So I am unsure what it is. If you are genuinely curious, we could talk this through over a somewhat longer time horizon. I am on Matrix still, every now and then. Unless it gets too buggy again.
Thanks for that comment! I am afraid you missed one of my main points though.
I would love to be focused more on those questions than on the basics of “is there even a problem to talk about here”. Not “are we good?” but “if we wanted to be better, how would we do it?”
I just think you cannot start to evaluate a policy without asking that first question. If you don’t ask it you can basically argue for all sorts of policies on all sorts of issues. It creates an enormous overhead.
I would also hold that the aggressive atmosphere of this discussion, which I perceive as coming mostly from people who think the problem I am disputing is “self-evident”, is helping at all in “giving people a better experience.” And that has sadly a long history, here, and elsewhere.

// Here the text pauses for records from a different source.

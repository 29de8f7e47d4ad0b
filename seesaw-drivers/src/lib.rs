//! Hardware driver implementations
//!
//! This crate provides the Adafruit Seesaw driver built on the traits
//! defined in seesaw-core and seesaw-hal:
//!
//! - Device core (soft reset, capability probe, polling tick)
//! - GPIO binary sensors (input / input pull-up, edge notification)
//! - NeoPixel light (buffered, coalesced flushes)

#![cfg_attr(not(test), no_std)]
#![deny(unsafe_code)]

// Must come first so the logging macros are visible to later modules
mod fmt;

pub mod seesaw;
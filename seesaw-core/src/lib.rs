//! Board-agnostic core types for the Seesaw driver
//!
//! This crate contains everything that does not depend on a bus or chip:
//!
//! - Configuration types and their construction-time validation
//! - Pixel colors and the channel-order lookup table
//! - Capability traits (tickable, addressable light, binary sensor)
//! - The polling scheduler that drives tickables at a fixed cadence

#![cfg_attr(not(test), no_std)]
#![deny(unsafe_code)]

pub mod color;
pub mod config;
pub mod scheduler;
pub mod traits;
//! Configuration types
//!
//! Typed configuration for one Seesaw chip and its sub-devices. Every
//! struct validates itself before a driver is built from it, so the
//! driver can treat pin ranges and buffer sizes as preconditions.

pub mod hardware;
pub mod types;

pub use hardware::*;
pub use types::*;
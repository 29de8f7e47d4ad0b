//! Scripted Seesaw chip for unit tests

use std::collections::HashMap;
use std::vec::Vec;

use embedded_hal::delay::DelayNs;
use seesaw_hal::{I2cBus, TransportError};

use super::registers::{gpio, module, status};

/// OPTIONS value of a NeoKey 1x4: status, GPIO and NeoPixel modules
pub const NEOKEY_OPTIONS: u32 =
    (1 << module::STATUS) | (1 << module::GPIO) | (1 << module::NEOPIXEL);

/// Mock chip recording every successful write
pub struct MockBus {
    /// Address the chip answers on
    pub address: u8,
    /// Every acknowledged write, register header included
    pub writes: Vec<Vec<u8>>,
    /// NACK everything
    pub offline: bool,
    registers: HashMap<(u8, u8), Vec<u8>>,
    selected: Option<(u8, u8)>,
    nack_reads: usize,
    nack_writes: Vec<(u8, u8)>,
}

impl MockBus {
    /// ATtiny817 NeoKey at 0x30 with every key released
    pub fn neokey() -> Self {
        let mut bus = Self {
            address: 0x30,
            writes: Vec::new(),
            offline: false,
            registers: HashMap::new(),
            selected: None,
            nack_reads: 0,
            nack_writes: Vec::new(),
        };
        bus.set_register(module::STATUS, status::HW_ID, &[0x87]);
        bus.set_register(module::STATUS, status::OPTIONS, &NEOKEY_OPTIONS.to_be_bytes());
        // Product 4980, date code 0x2A41
        bus.set_register(module::STATUS, status::VERSION, &[0x13, 0x74, 0x2A, 0x41]);
        bus.set_gpio(u32::MAX);
        bus
    }

    /// Script the value returned when `module`/`function` is read
    pub fn set_register(&mut self, module: u8, function: u8, value: &[u8]) {
        self.registers.insert((module, function), value.to_vec());
    }

    /// Script the bulk GPIO levels
    pub fn set_gpio(&mut self, bits: u32) {
        self.set_register(module::GPIO, gpio::BULK, &bits.to_be_bytes());
    }

    /// NACK the next `count` reads
    pub fn nack_next_reads(&mut self, count: usize) {
        self.nack_reads = count;
    }

    /// NACK the next write to `module`/`function`
    pub fn nack_next_write(&mut self, module: u8, function: u8) {
        self.nack_writes.push((module, function));
    }

    /// Payloads (header stripped) of every write to `module`/`function`
    pub fn writes_to(&self, module: u8, function: u8) -> Vec<&[u8]> {
        self.writes
            .iter()
            .filter(|w| w.len() >= 2 && w[0] == module && w[1] == function)
            .map(|w| &w[2..])
            .collect()
    }

    /// Writes to any register of `module`
    pub fn module_writes(&self, module: u8) -> usize {
        self.writes.iter().filter(|w| w.first() == Some(&module)).count()
    }
}

impl I2cBus for MockBus {
    type Error = TransportError;

    fn write(&mut self, address: u8, data: &[u8]) -> Result<(), Self::Error> {
        if self.offline || address != self.address {
            return Err(TransportError::Nack);
        }
        if data.len() >= 2 {
            let register = (data[0], data[1]);
            if let Some(pos) = self.nack_writes.iter().position(|r| *r == register) {
                self.nack_writes.remove(pos);
                return Err(TransportError::Nack);
            }
            self.selected = Some(register);
        }
        self.writes.push(data.to_vec());
        Ok(())
    }

    fn read(&mut self, address: u8, buf: &mut [u8]) -> Result<(), Self::Error> {
        if self.offline || address != self.address {
            return Err(TransportError::Nack);
        }
        if self.nack_reads > 0 {
            self.nack_reads -= 1;
            return Err(TransportError::Nack);
        }
        let value = self
            .selected
            .and_then(|register| self.registers.get(&register))
            .ok_or(TransportError::Nack)?;
        if value.len() < buf.len() {
            return Err(TransportError::ShortRead);
        }
        buf.copy_from_slice(&value[..buf.len()]);
        Ok(())
    }

    fn write_read(
        &mut self,
        address: u8,
        write_data: &[u8],
        read_buf: &mut [u8],
    ) -> Result<(), Self::Error> {
        self.write(address, write_data)?;
        self.read(address, read_buf)
    }
}

/// Delay that returns immediately and accumulates the requested time
#[derive(Debug, Default)]
pub struct NoopDelay {
    pub elapsed_ns: u64,
}

impl DelayNs for NoopDelay {
    fn delay_ns(&mut self, ns: u32) {
        self.elapsed_ns += ns as u64;
    }
}
//! I2C bus abstractions
//!
//! Provides the transport trait the Seesaw driver is written against and
//! the error taxonomy every transport maps into.

use embedded_hal::i2c::{Error as _, ErrorKind, I2c, NoAcknowledgeSource};

/// Transport-level failure of a single bus transaction
///
/// Every variant is recoverable: the caller retries on its next tick.
#[derive(Debug, Clone, Copy, PartialEq, Eq)]
#[cfg_attr(feature = "defmt", derive(defmt::Format))]
pub enum TransportError {
    /// Peripheral did not acknowledge its address or a data byte
    Nack,
    /// Transaction did not complete within the bus timeout
    Timeout,
    /// Fewer bytes were returned than requested
    ShortRead,
    /// Another master won arbitration
    ArbitrationLost,
    /// Bus error (misplaced START/STOP)
    Bus,
    /// Data overrun in the peripheral
    Overrun,
    /// Other error
    Other,
}

impl TransportError {
    /// Map an `embedded-hal` error kind onto the transport taxonomy
    pub fn from_kind(kind: ErrorKind) -> Self {
        match kind {
            ErrorKind::NoAcknowledge(_) => TransportError::Nack,
            ErrorKind::ArbitrationLoss => TransportError::ArbitrationLost,
            ErrorKind::Bus => TransportError::Bus,
            ErrorKind::Overrun => TransportError::Overrun,
            _ => TransportError::Other,
        }
    }
}

impl From<ErrorKind> for TransportError {
    fn from(kind: ErrorKind) -> Self {
        Self::from_kind(kind)
    }
}

impl From<TransportError> for ErrorKind {
    fn from(e: TransportError) -> Self {
        match e {
            TransportError::Nack => ErrorKind::NoAcknowledge(NoAcknowledgeSource::Unknown),
            TransportError::ArbitrationLost => ErrorKind::ArbitrationLoss,
            TransportError::Bus => ErrorKind::Bus,
            TransportError::Overrun => ErrorKind::Overrun,
            TransportError::Timeout | TransportError::ShortRead | TransportError::Other => {
                ErrorKind::Other
            }
        }
    }
}

/// I2C bus master
///
/// Provides basic I2C read/write operations for communicating with
/// peripheral devices. Implementations must bound every call with a
/// timeout and return promptly.
pub trait I2cBus {
    /// Error type for I2C operations
    type Error: Into<TransportError>;

    /// Write data to a device at the given address
    ///
    /// # Arguments
    /// * `address` - 7-bit I2C address
    /// * `data` - Bytes to write
    fn write(&mut self, address: u8, data: &[u8]) -> Result<(), Self::Error>;

    /// Read data from a device at the given address
    ///
    /// # Arguments
    /// * `address` - 7-bit I2C address
    /// * `buf` - Buffer to read into, filled completely on success
    fn read(&mut self, address: u8, buf: &mut [u8]) -> Result<(), Self::Error>;

    /// Write then read in a single transaction (repeated start)
    ///
    /// # Arguments
    /// * `address` - 7-bit I2C address
    /// * `write_data` - Bytes to write (typically register address)
    /// * `read_buf` - Buffer to read into
    fn write_read(
        &mut self,
        address: u8,
        write_data: &[u8],
        read_buf: &mut [u8],
    ) -> Result<(), Self::Error>;
}

impl<T: I2cBus + ?Sized> I2cBus for &mut T {
    type Error = T::Error;

    fn write(&mut self, address: u8, data: &[u8]) -> Result<(), Self::Error> {
        (**self).write(address, data)
    }

    fn read(&mut self, address: u8, buf: &mut [u8]) -> Result<(), Self::Error> {
        (**self).read(address, buf)
    }

    fn write_read(
        &mut self,
        address: u8,
        write_data: &[u8],
        read_buf: &mut [u8],
    ) -> Result<(), Self::Error> {
        (**self).write_read(address, write_data, read_buf)
    }
}

/// Adapter exposing an `embedded-hal` 1.0 I2C peripheral as an [`I2cBus`]
///
/// Use `embedded-hal-bus` (or the chip HAL's shared-bus wrapper) when
/// several devices sit on the same bus.
pub struct HalI2c<I> {
    inner: I,
}

impl<I: I2c> HalI2c<I> {
    /// Wrap an I2C peripheral
    pub fn new(inner: I) -> Self {
        Self { inner }
    }

    /// Release the wrapped peripheral
    pub fn release(self) -> I {
        self.inner
    }
}

impl<I: I2c> I2cBus for HalI2c<I> {
    type Error = TransportError;

    fn write(&mut self, address: u8, data: &[u8]) -> Result<(), Self::Error> {
        self.inner
            .write(address, data)
            .map_err(|e| TransportError::from_kind(e.kind()))
    }

    fn read(&mut self, address: u8, buf: &mut [u8]) -> Result<(), Self::Error> {
        self.inner
            .read(address, buf)
            .map_err(|e| TransportError::from_kind(e.kind()))
    }

    fn write_read(
        &mut self,
        address: u8,
        write_data: &[u8],
        read_buf: &mut [u8],
    ) -> Result<(), Self::Error> {
        self.inner
            .write_read(address, write_data, read_buf)
            .map_err(|e| TransportError::from_kind(e.kind()))
    }
}
//! Keybinding definitions for the TUI.
//!
//! Keys map differently in the three input modes: browsing, editing a
//! form, and answering the delete confirmation.

use crossterm::event::{KeyCode, KeyEvent, KeyModifiers};

#[derive(Debug, Clone, Copy, PartialEq, Eq)]
pub enum Action {
    Quit,
    NextView,
    PrevView,
    SwitchView(usize),
    MoveUp,
    MoveDown,
    FocusLeft,
    FocusRight,
    MoveCardLeft,
    MoveCardRight,
    NewItem,
    EditItem,
    DeleteItem,
    GenerateTasks,
    SuggestSubtasks,
    CycleFilter,
    ClearFilters,
    CycleList,
    ToggleTheme,
    Refresh,
}

#[derive(Debug, Clone, Copy, PartialEq, Eq)]
pub enum FormAction {
    Input(char),
    Backspace,
    NextField,
    PrevField,
    Submit,
    Cancel,
    Suggest,
    Generate,
}

#[derive(Debug, Clone, Copy, PartialEq, Eq)]
pub enum ConfirmAction {
    Confirm,
    Cancel,
}

pub fn map_key(event: KeyEvent) -> Option<Action> {
    let KeyEvent { code, modifiers, .. } = event;

    if modifiers.contains(KeyModifiers::CONTROL) {
        return match code {
            KeyCode::Char('c') => Some(Action::Quit),
            KeyCode::Char('r') => Some(Action::Refresh),
            _ => None,
        };
    }

    match code {
        KeyCode::Char('q') => Some(Action::Quit),
        KeyCode::Tab => Some(Action::NextView),
        KeyCode::BackTab => Some(Action::PrevView),
        KeyCode::Up | KeyCode::Char('k') => Some(Action::MoveUp),
        KeyCode::Down | KeyCode::Char('j') => Some(Action::MoveDown),
        KeyCode::Left => Some(Action::FocusLeft),
        KeyCode::Right => Some(Action::FocusRight),
        KeyCode::Char('h') => Some(Action::MoveCardLeft),
        KeyCode::Char('l') => Some(Action::MoveCardRight),
        KeyCode::Char('n') => Some(Action::NewItem),
        KeyCode::Char('e') | KeyCode::Enter => Some(Action::EditItem),
        KeyCode::Char('d') => Some(Action::DeleteItem),
        KeyCode::Char('g') => Some(Action::GenerateTasks),
        KeyCode::Char('s') => Some(Action::SuggestSubtasks),
        KeyCode::Char('f') => Some(Action::CycleFilter),
        KeyCode::Char('c') => Some(Action::ClearFilters),
        KeyCode::Char('v') => Some(Action::CycleList),
        KeyCode::Char('t') => Some(Action::ToggleTheme),
        KeyCode::Char('r') => Some(Action::Refresh),
        KeyCode::Char(c @ '1'..='5') => Some(Action::SwitchView(c as usize - '1' as usize)),
        _ => None,
    }
}

pub fn map_form_key(event: KeyEvent) -> Option<FormAction> {
    let KeyEvent { code, modifiers, .. } = event;

    if modifiers.contains(KeyModifiers::CONTROL) {
        return match code {
            KeyCode::Char('s') => Some(FormAction::Suggest),
            KeyCode::Char('g') => Some(FormAction::Generate),
            KeyCode::Char('c') => Some(FormAction::Cancel),
            _ => None,
        };
    }

    match code {
        KeyCode::Enter => Some(FormAction::Submit),
        KeyCode::Esc => Some(FormAction::Cancel),
        KeyCode::Tab | KeyCode::Down => Some(FormAction::NextField),
        KeyCode::BackTab | KeyCode::Up => Some(FormAction::PrevField),
        KeyCode::Backspace => Some(FormAction::Backspace),
        KeyCode::Char(c) => Some(FormAction::Input(c)),
        _ => None,
    }
}

pub fn map_confirm_key(event: KeyEvent) -> Option<ConfirmAction> {
    match event.code {
        KeyCode::Char('y') | KeyCode::Char('Y') | KeyCode::Enter => Some(ConfirmAction::Confirm),
        KeyCode::Char('n') | KeyCode::Char('N') | KeyCode::Esc => Some(ConfirmAction::Cancel),
        _ => None,
    }
}
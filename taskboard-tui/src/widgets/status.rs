//! Dashboard count card.

use ratatui::{
    layout::{Alignment, Rect},
    style::{Modifier, Style},
    text::{Line, Span},
    widgets::{Block, Borders, Paragraph},
    Frame,
};

pub struct StatCard<'a> {
    pub title: &'a str,
    pub count: usize,
    pub style: Style,
    /// Highlighted when its drill-down list is the one shown.
    pub active: bool,
}

impl<'a> StatCard<'a> {
    pub fn render(&self, f: &mut Frame<'_>, area: Rect) {
        let mut border = Style::default();
        if self.active {
            border = self.style.add_modifier(Modifier::BOLD);
        }
        let paragraph = Paragraph::new(Line::from(Span::styled(
            self.count.to_string(),
            self.style.add_modifier(Modifier::BOLD),
        )))
        .alignment(Alignment::Center)
        .block(
            Block::default()
                .title(self.title)
                .borders(Borders::ALL)
                .border_style(border),
        );
        f.render_widget(paragraph, area);
    }
}
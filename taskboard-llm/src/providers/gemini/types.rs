//! Gemini API request and response types

use serde::{Deserialize, Serialize};
use serde_json::Value;

// ============================================================================
// REQUEST TYPES
// ============================================================================

#[derive(Debug, Clone, PartialEq, Serialize)]
#[serde(rename_all = "camelCase")]
pub struct GenerateContentRequest {
    pub contents: Vec<Content>,
    #[serde(skip_serializing_if = "Option::is_none")]
    pub system_instruction: Option<Content>,
    #[serde(skip_serializing_if = "Option::is_none")]
    pub generation_config: Option<GenerationConfig>,
}

impl GenerateContentRequest {
    /// A single-turn request with a system prompt.
    pub fn new(system_prompt: impl Into<String>, user_query: impl Into<String>) -> Self {
        Self {
            contents: vec![Content::text(user_query)],
            system_instruction: Some(Content::text(system_prompt)),
            generation_config: None,
        }
    }

    /// Ask for JSON output matching `schema`.
    pub fn with_json_schema(mut self, schema: Value) -> Self {
        self.generation_config = Some(GenerationConfig {
            response_mime_type: "application/json".to_string(),
            response_schema: schema,
        });
        self
    }
}

#[derive(Debug, Clone, PartialEq, Serialize, Deserialize)]
pub struct Content {
    #[serde(default)]
    pub parts: Vec<Part>,
}

impl Content {
    pub fn text(text: impl Into<String>) -> Self {
        Self {
            parts: vec![Part { text: text.into() }],
        }
    }
}

#[derive(Debug, Clone, PartialEq, Serialize, Deserialize)]
pub struct Part {
    #[serde(default)]
    pub text: String,
}

#[derive(Debug, Clone, PartialEq, Serialize)]
#[serde(rename_all = "camelCase")]
pub struct GenerationConfig {
    pub response_mime_type: String,
    pub response_schema: Value,
}

// ============================================================================
// RESPONSE TYPES
// ============================================================================

#[derive(Debug, Clone, Default, Deserialize)]
pub struct GenerateContentResponse {
    #[serde(default)]
    pub candidates: Vec<Candidate>,
}

impl GenerateContentResponse {
    /// Text of the first part of the first candidate, if non-empty.
    pub fn first_text(&self) -> Option<&str> {
        let text = self
            .candidates
            .first()?
            .content
            .as_ref()?
            .parts
            .first()?
            .text
            .as_str();
        if text.trim().is_empty() {
            None
        } else {
            Some(text)
        }
    }
}

#[derive(Debug, Clone, Deserialize)]
pub struct Candidate {
    #[serde(default)]
    pub content: Option<Content>,
}

#[derive(Debug, Clone, Deserialize)]
pub struct ApiError {
    pub error: ErrorDetail,
}

#[derive(Debug, Clone, Deserialize)]
pub struct ErrorDetail {
    #[serde(default)]
    pub message: String,
}
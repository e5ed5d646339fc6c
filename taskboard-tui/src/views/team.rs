//! Team members.

use crate::state::App;
use crate::widgets::detail::member_fields;
use crate::widgets::DetailPanel;
use ratatui::{
    layout::{Constraint, Direction, Layout, Rect},
    style::{Modifier, Style},
    text::{Line, Span},
    widgets::{Block, Borders, List, ListItem, ListState},
    Frame,
};

pub fn render(f: &mut Frame<'_>, app: &App, area: Rect) {
    let chunks = Layout::default()
        .direction(Direction::Horizontal)
        .constraints([Constraint::Percentage(55), Constraint::Percentage(45)])
        .split(area);

    let snapshot = app.snapshot();
    let items: Vec<ListItem> = snapshot
        .members
        .iter()
        .map(|m| {
            let open = snapshot
                .tasks
                .iter()
                .filter(|t| t.task_owner == m.full_name && t.is_open())
                .count();
            ListItem::new(Line::from(vec![
                Span::styled(
                    format!(" {} ", m.initial()),
                    Style::default()
                        .fg(app.theme.bg)
                        .bg(app.theme.primary)
                        .add_modifier(Modifier::BOLD),
                ),
                Span::raw(format!(" {}", m.full_name)),
                Span::styled(
                    format!("  {} · {} open", m.role, open),
                    Style::default().fg(app.theme.text_dim),
                ),
            ]))
        })
        .collect();

    let mut state = ListState::default();
    if !items.is_empty() {
        state.select(Some(app.team.selected));
    }
    let list = List::new(items)
        .block(
            Block::default()
                .title(format!("Team ({})", snapshot.members.len()))
                .borders(Borders::ALL)
                .border_style(Style::default().fg(app.theme.border)),
        )
        .highlight_style(Style::default().bg(app.theme.bg_highlight));
    f.render_stateful_widget(list, chunks[0], &mut state);

    let fields = snapshot
        .members
        .get(app.team.selected)
        .map(member_fields)
        .unwrap_or_default();
    DetailPanel::new("Member", fields)
        .styled(
            Style::default().fg(app.theme.secondary),
            Style::default().fg(app.theme.border),
        )
        .render(f, chunks[1]);
}
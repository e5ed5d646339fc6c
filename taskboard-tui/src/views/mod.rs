//! View rendering dispatch.

pub mod board;
pub mod dashboard;
pub mod form;
pub mod projects;
pub mod table;
pub mod team;

use crate::nav::View;
use crate::state::App;
use crate::theme::notification_color;
use ratatui::{
    layout::{Constraint, Direction, Layout, Rect},
    style::{Modifier, Style},
    text::{Line, Span},
    widgets::{Block, Borders, Paragraph, Tabs},
    Frame,
};

pub fn render_view(f: &mut Frame<'_>, app: &App) {
    let layout = Layout::default()
        .direction(Direction::Vertical)
        .constraints([
            Constraint::Length(3),
            Constraint::Min(0),
            Constraint::Length(3),
        ])
        .split(f.size());

    f.render_widget(
        Block::default().style(Style::default().bg(app.theme.bg).fg(app.theme.text)),
        f.size(),
    );

    render_header(f, app, layout[0]);

    match app.active_view {
        View::Dashboard => dashboard::render(f, app, layout[1]),
        View::Board => board::render(f, app, layout[1]),
        View::Table => table::render(f, app, layout[1]),
        View::Projects => projects::render(f, app, layout[1]),
        View::Team => team::render(f, app, layout[1]),
    }

    render_footer(f, app, layout[2]);

    if let Some(state) = &app.form {
        form::render_form(f, app, state);
    }
    if let Some(token) = &app.pending_delete {
        form::render_confirm(f, app, token);
    }
}

fn render_header(f: &mut Frame<'_>, app: &App, area: Rect) {
    let titles: Vec<Line> = View::all()
        .iter()
        .enumerate()
        .map(|(i, view)| Line::from(format!("{} {}", i + 1, view.title())))
        .collect();

    let mut status = Vec::new();
    if app.loading {
        status.push("loading");
    }
    if app.generating {
        status.push("generating");
    }
    if app.suggesting {
        status.push("suggesting");
    }
    let stale = app.coordinator.cache().stale_collections();
    let title = if status.is_empty() && stale.is_empty() {
        "Taskboard".to_string()
    } else if stale.is_empty() {
        format!("Taskboard ({})", status.join(", "))
    } else {
        let names: Vec<&str> = stale.iter().map(|c| c.sheet_name()).collect();
        format!("Taskboard ({}) [stale: {}]", status.join(", "), names.join(", "))
    };

    let tabs = Tabs::new(titles)
        .select(app.active_view.index())
        .block(
            Block::default()
                .borders(Borders::ALL)
                .border_style(Style::default().fg(app.theme.border))
                .title(Span::styled(title, Style::default().fg(app.theme.primary))),
        )
        .style(Style::default().fg(app.theme.text_dim))
        .highlight_style(
            Style::default()
                .fg(app.theme.primary)
                .add_modifier(Modifier::BOLD),
        );
    f.render_widget(tabs, area);
}

fn help_for(view: View) -> &'static str {
    match view {
        View::Dashboard => "j/k select • v switch list • e edit • n new task • Tab view • t theme • r refresh • q quit",
        View::Board => "←/→ column • j/k card • h/l move card • n new • e edit • d delete • s suggest • q quit",
        View::Table => "j/k row • ←/→ filter • f cycle filter • c clear • n new • e edit • d delete • q quit",
        View::Projects => "j/k select • n new • e edit • d delete • g generate tasks • q quit",
        View::Team => "j/k select • n new • e edit • d delete • q quit",
    }
}

fn render_footer(f: &mut Frame<'_>, app: &App, area: Rect) {
    let (text, style) = match app.notifications.latest() {
        Some(note) => (
            format!("{}: {}", note.level.label(), note.message),
            Style::default().fg(notification_color(note.level, &app.theme)),
        ),
        None => (
            help_for(app.active_view).to_string(),
            Style::default().fg(app.theme.text_dim),
        ),
    };
    let footer = Paragraph::new(text)
        .block(
            Block::default()
                .borders(Borders::ALL)
                .border_style(Style::default().fg(app.theme.border)),
        )
        .style(style);
    f.render_widget(footer, area);
}

/// A rectangle of `percent_x` by `height` rows centred in `area`.
pub(crate) fn centered(area: Rect, percent_x: u16, height: u16) -> Rect {
    let height = height.min(area.height);
    let vertical = Layout::default()
        .direction(Direction::Vertical)
        .constraints([
            Constraint::Length(area.height.saturating_sub(height) / 2),
            Constraint::Length(height),
            Constraint::Min(0),
        ])
        .split(area);
    Layout::default()
        .direction(Direction::Horizontal)
        .constraints([
            Constraint::Percentage((100 - percent_x.min(100)) / 2),
            Constraint::Percentage(percent_x.min(100)),
            Constraint::Min(0),
        ])
        .split(vertical[1])[1]
}
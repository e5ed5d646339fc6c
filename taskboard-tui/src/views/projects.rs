//! Project list with progress.

use crate::state::App;
use crate::theme::project_status_color;
use crate::widgets::detail::project_fields;
use crate::widgets::progress::frame_progress;
use crate::widgets::{DetailPanel, ProgressBar};
use ratatui::{
    layout::{Constraint, Direction, Layout, Rect},
    style::Style,
    text::{Line, Span},
    widgets::{Block, Borders, List, ListItem, ListState},
    Frame,
};

pub fn render(f: &mut Frame<'_>, app: &App, area: Rect) {
    let chunks = Layout::default()
        .direction(Direction::Horizontal)
        .constraints([Constraint::Percentage(55), Constraint::Percentage(45)])
        .split(area);

    let projects = &app.snapshot().projects;
    let percents: Vec<u16> = projects.iter().map(frame_progress).collect();
    let items: Vec<ListItem> = projects
        .iter()
        .zip(&percents)
        .map(|(p, progress)| {
            ListItem::new(Line::from(vec![
                Span::styled(
                    format!("{:<14}", p.status.to_string()),
                    Style::default().fg(project_status_color(&p.status, &app.theme)),
                ),
                Span::raw(p.project_name.clone()),
                Span::styled(
                    format!("  {}%", progress),
                    Style::default().fg(app.theme.text_dim),
                ),
            ]))
        })
        .collect();

    let mut state = ListState::default();
    if !items.is_empty() {
        state.select(Some(app.projects.selected));
    }
    let list = List::new(items)
        .block(
            Block::default()
                .title(format!("Projects ({})", projects.len()))
                .borders(Borders::ALL)
                .border_style(Style::default().fg(app.theme.border)),
        )
        .highlight_style(Style::default().bg(app.theme.bg_highlight));
    f.render_stateful_widget(list, chunks[0], &mut state);

    let right = Layout::default()
        .direction(Direction::Vertical)
        .constraints([Constraint::Length(3), Constraint::Min(0)])
        .split(chunks[1]);

    let selected = projects.get(app.projects.selected);
    let progress = percents.get(app.projects.selected).copied();
    ProgressBar {
        title: "Progress".to_string(),
        percent: progress.unwrap_or(0),
        threshold: 50,
        low_style: Style::default().fg(app.theme.warning),
        high_style: Style::default().fg(app.theme.success),
    }
    .render(f, right[0]);

    let fields = selected
        .map(|p| project_fields(p, progress))
        .unwrap_or_default();
    DetailPanel::new("Project", fields)
        .styled(
            Style::default().fg(app.theme.secondary),
            Style::default().fg(app.theme.border),
        )
        .render(f, right[1]);
}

This aggressive atmosphere should be the first problem to tackle. Only then can we have a really meaningful discussion about the second one. If we don’t do that I can’t really take the idea seriously that we really want to improve the lived experience of people. But it is true that that requires some upfront investment.
I will probably end my public participation in this topic for the foreseeable future, I need to attend to some other things.
You are also invited to write me if you don’t understand some things I am saying or you have any questions.
Quoting from https://blog.apaonline.org/2022/05/10/tone-policing-and-the-assertion-of-authority/:
Tone policing is when someone (usually a privileged person) in a conversation about oppression shifts the conversation from the oppression being discussed to the way it is being discussed. Tone policing prioritizes the comfort of the privileged person in the situation over the oppression of the disadvantaged person.
At its core, tone-policing is first an argumentative move sideways and then a stall. It first shifts the focus from the content of the conversation to the tone, language, or manner of discussion (as the quote above says) and then – unlike other interventions about tone – policing announces that the shift cannot be reversed until tone is addressed. The tone-policer doesn’t just declare that their interlocutor’s tone is inappropriate and heightened (usually because it is too hostile, adversarial, or aggressive, upset, or irrational). They insist that the conversation cannot continue until the speaker adjusts it.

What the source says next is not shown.